(PROBLEM STATEMENT)
Output the line with "let stripped = path.strip_prefix(root).ok()?;" and every line below it until the listing ends, exactly as written and with nothing added.

== == ==

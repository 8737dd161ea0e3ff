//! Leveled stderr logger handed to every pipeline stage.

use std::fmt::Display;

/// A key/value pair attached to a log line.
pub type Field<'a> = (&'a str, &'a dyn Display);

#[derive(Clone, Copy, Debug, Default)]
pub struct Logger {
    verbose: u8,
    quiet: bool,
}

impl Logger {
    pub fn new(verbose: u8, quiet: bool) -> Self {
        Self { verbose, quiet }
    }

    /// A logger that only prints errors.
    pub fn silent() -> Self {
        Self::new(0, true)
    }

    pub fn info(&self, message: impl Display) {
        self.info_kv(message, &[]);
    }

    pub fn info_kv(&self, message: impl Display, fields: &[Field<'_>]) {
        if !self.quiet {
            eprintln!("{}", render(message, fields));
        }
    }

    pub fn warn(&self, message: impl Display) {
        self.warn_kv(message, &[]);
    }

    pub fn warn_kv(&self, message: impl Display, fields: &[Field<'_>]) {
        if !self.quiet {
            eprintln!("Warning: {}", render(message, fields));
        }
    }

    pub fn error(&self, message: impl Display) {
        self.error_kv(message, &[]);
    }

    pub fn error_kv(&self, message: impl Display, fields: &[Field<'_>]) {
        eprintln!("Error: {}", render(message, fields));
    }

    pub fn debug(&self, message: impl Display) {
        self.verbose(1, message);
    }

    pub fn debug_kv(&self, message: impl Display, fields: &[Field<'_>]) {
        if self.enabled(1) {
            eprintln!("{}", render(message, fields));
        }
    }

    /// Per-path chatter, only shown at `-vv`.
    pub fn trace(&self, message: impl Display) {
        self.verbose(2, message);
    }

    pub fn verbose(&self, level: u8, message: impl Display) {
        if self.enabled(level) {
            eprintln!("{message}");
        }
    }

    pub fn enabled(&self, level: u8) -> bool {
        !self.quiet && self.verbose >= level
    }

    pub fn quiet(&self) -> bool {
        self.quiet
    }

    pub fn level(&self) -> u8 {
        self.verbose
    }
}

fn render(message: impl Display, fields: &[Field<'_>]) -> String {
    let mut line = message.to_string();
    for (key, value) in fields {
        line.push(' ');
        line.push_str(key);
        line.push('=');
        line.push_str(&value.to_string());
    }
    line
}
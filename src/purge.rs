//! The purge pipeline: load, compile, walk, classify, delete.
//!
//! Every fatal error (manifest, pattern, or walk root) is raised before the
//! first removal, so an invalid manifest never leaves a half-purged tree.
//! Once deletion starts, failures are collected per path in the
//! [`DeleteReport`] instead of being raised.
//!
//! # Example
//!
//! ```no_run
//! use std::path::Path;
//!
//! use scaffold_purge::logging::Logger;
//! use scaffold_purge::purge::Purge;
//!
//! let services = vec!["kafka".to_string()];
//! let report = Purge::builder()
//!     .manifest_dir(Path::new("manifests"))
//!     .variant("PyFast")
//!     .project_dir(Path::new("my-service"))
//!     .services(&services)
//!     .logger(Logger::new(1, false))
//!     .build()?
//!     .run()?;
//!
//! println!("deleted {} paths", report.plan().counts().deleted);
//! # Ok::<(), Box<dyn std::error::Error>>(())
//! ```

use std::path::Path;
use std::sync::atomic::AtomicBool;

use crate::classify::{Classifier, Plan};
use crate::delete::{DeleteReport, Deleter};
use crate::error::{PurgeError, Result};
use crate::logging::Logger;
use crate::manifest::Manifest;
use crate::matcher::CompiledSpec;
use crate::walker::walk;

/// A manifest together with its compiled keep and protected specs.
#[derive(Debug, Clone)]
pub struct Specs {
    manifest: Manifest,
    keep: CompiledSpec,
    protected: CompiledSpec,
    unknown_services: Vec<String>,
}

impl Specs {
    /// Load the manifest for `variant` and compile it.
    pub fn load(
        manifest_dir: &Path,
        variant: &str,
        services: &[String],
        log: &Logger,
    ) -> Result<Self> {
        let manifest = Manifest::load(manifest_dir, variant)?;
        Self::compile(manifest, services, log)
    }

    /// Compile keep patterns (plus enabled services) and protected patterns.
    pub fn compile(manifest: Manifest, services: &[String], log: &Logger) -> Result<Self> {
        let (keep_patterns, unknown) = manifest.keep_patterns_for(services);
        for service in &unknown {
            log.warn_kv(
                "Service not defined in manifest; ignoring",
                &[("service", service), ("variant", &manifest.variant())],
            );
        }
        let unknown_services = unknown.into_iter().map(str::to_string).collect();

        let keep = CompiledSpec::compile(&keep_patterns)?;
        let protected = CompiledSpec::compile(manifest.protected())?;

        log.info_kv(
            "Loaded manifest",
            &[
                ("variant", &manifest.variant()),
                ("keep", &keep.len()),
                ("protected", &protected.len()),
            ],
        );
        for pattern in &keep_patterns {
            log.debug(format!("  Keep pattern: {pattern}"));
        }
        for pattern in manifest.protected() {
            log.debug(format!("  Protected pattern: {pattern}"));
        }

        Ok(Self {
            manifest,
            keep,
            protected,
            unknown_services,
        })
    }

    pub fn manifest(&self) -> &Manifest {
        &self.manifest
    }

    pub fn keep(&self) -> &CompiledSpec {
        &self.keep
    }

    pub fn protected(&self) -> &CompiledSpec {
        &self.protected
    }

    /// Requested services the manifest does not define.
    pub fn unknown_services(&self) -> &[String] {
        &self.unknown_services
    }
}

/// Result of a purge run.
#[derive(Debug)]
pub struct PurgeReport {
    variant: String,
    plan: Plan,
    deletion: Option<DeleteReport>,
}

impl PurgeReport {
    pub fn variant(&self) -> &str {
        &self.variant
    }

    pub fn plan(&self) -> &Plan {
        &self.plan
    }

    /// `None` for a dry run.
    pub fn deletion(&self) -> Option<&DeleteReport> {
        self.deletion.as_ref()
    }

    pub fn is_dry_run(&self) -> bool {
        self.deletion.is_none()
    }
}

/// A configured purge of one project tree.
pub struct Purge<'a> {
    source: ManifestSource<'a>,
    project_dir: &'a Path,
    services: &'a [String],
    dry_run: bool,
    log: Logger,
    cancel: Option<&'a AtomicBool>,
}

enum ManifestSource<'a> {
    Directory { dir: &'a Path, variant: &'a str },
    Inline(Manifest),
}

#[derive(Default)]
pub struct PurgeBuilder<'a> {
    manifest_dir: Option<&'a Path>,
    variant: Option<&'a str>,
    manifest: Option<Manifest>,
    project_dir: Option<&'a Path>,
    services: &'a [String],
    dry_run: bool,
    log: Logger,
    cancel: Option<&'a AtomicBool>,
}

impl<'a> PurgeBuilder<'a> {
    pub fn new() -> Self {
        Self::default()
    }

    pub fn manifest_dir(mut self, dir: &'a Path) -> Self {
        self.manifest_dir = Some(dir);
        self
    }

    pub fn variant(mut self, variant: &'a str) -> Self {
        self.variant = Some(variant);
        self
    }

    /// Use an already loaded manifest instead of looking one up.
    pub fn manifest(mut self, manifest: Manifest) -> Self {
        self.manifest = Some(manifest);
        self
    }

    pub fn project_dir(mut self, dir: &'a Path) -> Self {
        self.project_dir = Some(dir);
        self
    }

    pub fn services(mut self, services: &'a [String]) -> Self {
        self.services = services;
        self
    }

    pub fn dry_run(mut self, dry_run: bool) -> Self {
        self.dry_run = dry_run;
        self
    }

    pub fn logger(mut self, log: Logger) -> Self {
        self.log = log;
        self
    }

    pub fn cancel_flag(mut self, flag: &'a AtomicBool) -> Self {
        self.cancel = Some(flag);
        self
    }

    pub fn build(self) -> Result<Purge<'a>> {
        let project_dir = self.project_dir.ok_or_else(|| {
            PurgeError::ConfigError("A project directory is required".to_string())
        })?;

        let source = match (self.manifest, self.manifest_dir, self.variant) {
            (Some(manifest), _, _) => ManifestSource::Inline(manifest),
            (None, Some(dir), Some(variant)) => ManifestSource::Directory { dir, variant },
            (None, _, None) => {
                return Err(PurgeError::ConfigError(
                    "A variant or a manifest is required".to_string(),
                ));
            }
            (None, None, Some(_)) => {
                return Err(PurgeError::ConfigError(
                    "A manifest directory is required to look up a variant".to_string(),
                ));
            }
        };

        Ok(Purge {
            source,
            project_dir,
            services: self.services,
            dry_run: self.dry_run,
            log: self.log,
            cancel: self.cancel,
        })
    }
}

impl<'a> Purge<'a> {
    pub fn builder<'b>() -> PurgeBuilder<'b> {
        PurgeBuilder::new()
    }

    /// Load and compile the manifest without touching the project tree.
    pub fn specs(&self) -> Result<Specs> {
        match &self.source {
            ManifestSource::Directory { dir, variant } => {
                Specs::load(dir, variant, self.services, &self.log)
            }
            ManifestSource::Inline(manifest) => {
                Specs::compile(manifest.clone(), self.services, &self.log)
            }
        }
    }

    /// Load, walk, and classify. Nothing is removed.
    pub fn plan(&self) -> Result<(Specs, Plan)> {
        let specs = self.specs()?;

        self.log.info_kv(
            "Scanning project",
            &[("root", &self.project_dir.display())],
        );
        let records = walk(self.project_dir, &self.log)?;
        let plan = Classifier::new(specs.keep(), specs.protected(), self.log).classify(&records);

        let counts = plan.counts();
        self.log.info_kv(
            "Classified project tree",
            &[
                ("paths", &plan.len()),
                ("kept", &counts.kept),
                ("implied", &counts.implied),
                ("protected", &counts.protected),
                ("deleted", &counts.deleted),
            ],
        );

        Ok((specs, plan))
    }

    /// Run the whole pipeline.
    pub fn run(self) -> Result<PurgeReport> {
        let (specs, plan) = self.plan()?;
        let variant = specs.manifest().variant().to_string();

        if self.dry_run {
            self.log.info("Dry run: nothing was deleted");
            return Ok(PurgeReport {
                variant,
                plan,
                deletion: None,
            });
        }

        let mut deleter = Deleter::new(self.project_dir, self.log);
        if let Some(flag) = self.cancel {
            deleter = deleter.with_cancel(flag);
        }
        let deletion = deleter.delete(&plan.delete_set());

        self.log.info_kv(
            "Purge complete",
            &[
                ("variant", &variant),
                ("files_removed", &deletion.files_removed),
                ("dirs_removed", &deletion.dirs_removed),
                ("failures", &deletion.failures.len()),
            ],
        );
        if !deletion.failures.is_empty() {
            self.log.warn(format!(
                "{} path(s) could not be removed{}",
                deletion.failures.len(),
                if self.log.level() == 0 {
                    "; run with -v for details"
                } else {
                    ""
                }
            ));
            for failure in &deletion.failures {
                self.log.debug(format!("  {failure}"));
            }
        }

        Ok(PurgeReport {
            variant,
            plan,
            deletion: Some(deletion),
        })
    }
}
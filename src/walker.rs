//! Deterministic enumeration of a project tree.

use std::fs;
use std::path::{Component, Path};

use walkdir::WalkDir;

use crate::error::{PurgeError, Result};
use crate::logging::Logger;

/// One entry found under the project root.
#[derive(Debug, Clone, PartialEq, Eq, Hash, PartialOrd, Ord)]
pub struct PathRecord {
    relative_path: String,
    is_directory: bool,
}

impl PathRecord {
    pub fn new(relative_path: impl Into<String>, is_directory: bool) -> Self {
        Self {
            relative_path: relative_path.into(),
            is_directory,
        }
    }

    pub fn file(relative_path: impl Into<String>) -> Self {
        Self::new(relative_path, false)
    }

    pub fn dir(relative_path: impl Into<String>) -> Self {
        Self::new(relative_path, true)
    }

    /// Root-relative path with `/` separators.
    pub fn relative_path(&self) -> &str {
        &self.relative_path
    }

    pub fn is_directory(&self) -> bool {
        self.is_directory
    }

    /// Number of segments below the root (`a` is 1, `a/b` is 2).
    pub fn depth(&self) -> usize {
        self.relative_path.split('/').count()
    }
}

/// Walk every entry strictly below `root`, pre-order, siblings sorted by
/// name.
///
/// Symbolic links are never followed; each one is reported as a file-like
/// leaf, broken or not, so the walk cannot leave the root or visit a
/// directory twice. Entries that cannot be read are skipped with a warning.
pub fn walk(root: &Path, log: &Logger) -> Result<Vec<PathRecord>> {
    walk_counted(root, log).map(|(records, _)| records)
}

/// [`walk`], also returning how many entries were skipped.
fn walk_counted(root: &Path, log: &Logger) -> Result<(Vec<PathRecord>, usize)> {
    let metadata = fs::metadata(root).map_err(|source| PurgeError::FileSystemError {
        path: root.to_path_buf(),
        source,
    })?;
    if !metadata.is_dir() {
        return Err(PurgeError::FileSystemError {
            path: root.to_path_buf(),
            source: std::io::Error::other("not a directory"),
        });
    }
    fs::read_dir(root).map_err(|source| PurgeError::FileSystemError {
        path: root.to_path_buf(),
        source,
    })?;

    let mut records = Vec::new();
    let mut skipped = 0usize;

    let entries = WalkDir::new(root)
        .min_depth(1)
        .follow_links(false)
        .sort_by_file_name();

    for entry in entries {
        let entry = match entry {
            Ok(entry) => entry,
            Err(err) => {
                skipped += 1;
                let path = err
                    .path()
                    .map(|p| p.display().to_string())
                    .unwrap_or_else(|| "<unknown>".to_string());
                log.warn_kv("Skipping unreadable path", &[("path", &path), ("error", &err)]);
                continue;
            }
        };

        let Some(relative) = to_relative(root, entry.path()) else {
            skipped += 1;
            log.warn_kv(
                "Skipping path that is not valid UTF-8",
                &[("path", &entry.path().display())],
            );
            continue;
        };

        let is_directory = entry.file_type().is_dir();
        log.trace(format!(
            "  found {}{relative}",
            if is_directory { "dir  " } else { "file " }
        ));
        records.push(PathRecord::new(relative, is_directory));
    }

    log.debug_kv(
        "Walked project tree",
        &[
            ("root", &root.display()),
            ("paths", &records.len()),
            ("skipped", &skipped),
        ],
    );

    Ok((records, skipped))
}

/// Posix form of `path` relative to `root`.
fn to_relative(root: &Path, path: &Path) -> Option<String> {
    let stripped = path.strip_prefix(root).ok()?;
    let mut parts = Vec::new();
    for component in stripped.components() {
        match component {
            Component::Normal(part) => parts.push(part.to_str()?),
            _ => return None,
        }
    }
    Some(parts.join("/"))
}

== == ==

(YOUR SOLUTION)
    let stripped = path.strip_prefix(root).ok()?;
    let mut parts = Vec::new();
    for component in stripped.components() {
        match component {
            Component::Normal(part) => parts.push(part.to_str()?),
            _ => return None,
        }
    }
    Some(parts.join("/"))
}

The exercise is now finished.